# EXERCISE OBJECTIVE
Please find every line in the entries below that contains the string "merged", and copy it.

# RECORDS SUPPLIED
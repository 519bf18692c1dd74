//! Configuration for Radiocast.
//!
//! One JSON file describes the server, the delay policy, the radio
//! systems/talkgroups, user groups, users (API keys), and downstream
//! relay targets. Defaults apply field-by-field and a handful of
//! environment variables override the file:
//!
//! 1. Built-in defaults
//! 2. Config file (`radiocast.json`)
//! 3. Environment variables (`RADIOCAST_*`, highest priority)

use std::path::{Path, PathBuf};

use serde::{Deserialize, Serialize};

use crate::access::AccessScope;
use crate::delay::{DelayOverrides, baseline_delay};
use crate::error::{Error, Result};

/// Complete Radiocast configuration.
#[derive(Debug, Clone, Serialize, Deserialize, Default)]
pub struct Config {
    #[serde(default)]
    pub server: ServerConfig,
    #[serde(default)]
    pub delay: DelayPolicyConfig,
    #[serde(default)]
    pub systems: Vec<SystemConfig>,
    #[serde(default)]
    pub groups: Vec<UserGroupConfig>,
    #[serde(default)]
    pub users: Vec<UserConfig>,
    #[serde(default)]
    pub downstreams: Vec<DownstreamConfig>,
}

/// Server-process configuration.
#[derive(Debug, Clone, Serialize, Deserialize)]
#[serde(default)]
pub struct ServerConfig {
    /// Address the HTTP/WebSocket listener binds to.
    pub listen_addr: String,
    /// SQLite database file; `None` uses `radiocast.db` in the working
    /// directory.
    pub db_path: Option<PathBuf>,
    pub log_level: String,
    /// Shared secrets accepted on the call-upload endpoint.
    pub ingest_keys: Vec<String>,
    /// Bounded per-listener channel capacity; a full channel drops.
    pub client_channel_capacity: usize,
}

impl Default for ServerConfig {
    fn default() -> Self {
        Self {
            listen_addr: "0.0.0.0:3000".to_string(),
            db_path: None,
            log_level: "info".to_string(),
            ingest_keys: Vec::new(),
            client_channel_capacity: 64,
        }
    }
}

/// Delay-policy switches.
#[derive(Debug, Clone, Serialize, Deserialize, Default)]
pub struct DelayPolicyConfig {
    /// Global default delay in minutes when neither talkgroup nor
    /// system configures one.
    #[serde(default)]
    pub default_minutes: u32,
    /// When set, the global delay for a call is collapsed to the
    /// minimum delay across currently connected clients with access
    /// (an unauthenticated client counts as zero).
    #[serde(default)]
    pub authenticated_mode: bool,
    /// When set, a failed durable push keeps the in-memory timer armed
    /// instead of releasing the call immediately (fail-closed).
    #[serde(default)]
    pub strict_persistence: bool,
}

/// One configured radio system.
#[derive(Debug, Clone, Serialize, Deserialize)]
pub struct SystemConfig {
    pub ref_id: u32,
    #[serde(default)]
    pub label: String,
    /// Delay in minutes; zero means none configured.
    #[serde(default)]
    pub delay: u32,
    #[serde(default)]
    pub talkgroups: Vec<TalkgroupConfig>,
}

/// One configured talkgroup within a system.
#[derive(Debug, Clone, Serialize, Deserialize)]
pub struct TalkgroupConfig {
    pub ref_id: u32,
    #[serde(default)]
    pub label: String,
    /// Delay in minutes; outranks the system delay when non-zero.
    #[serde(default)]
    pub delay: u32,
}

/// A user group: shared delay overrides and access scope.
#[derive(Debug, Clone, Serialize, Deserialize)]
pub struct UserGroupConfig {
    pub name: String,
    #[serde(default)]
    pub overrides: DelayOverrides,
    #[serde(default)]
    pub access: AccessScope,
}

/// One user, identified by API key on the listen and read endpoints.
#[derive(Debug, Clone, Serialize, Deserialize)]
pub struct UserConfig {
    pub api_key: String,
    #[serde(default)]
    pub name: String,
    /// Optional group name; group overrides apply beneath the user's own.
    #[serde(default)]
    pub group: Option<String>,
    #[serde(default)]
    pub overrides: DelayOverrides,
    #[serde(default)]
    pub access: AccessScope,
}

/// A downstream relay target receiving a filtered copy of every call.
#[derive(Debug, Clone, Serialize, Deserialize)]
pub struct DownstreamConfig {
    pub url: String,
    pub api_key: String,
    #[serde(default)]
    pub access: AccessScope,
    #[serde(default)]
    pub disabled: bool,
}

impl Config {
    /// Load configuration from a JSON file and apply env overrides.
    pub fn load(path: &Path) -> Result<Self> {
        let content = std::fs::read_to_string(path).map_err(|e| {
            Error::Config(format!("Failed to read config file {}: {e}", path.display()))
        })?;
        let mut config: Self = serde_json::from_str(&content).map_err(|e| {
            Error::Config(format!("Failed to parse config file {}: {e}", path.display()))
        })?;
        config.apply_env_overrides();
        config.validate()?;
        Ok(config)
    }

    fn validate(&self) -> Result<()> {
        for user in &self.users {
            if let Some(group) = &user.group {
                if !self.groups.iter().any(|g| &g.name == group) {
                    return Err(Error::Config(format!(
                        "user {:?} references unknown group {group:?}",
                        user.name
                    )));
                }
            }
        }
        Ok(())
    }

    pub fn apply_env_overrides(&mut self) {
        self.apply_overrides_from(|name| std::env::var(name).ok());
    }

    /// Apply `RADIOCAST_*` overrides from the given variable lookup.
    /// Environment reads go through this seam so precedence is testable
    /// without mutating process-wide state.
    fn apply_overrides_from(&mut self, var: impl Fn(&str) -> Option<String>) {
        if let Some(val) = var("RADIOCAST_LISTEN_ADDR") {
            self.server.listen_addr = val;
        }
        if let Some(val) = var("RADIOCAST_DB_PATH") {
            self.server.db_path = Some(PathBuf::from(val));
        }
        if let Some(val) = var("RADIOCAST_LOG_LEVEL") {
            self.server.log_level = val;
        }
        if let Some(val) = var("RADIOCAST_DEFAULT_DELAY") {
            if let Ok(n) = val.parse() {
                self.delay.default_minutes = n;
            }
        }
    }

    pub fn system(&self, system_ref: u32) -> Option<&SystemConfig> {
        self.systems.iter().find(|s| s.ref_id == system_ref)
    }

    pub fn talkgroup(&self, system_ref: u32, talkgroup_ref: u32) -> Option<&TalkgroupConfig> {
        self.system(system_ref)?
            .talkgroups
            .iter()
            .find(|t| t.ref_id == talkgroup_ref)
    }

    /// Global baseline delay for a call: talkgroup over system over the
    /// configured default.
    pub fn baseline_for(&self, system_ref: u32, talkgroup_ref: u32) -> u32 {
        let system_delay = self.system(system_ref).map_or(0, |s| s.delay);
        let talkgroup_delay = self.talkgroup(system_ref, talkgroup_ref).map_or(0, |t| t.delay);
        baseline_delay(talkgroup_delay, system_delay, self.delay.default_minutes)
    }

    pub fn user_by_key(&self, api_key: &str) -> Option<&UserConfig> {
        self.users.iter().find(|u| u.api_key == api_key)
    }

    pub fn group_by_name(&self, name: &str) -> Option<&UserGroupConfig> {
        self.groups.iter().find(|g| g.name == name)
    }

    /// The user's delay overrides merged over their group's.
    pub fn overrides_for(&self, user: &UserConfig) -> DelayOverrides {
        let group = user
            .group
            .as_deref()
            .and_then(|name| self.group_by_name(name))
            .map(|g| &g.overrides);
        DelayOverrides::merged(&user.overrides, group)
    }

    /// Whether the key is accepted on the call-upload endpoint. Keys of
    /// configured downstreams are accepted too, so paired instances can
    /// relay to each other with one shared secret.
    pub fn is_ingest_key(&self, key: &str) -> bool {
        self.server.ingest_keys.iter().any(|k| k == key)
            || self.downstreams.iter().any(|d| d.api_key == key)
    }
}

# RESULT FOR THIS TASK
    /// The user's delay overrides merged over their group's.
        DelayOverrides::merged(&user.overrides, group)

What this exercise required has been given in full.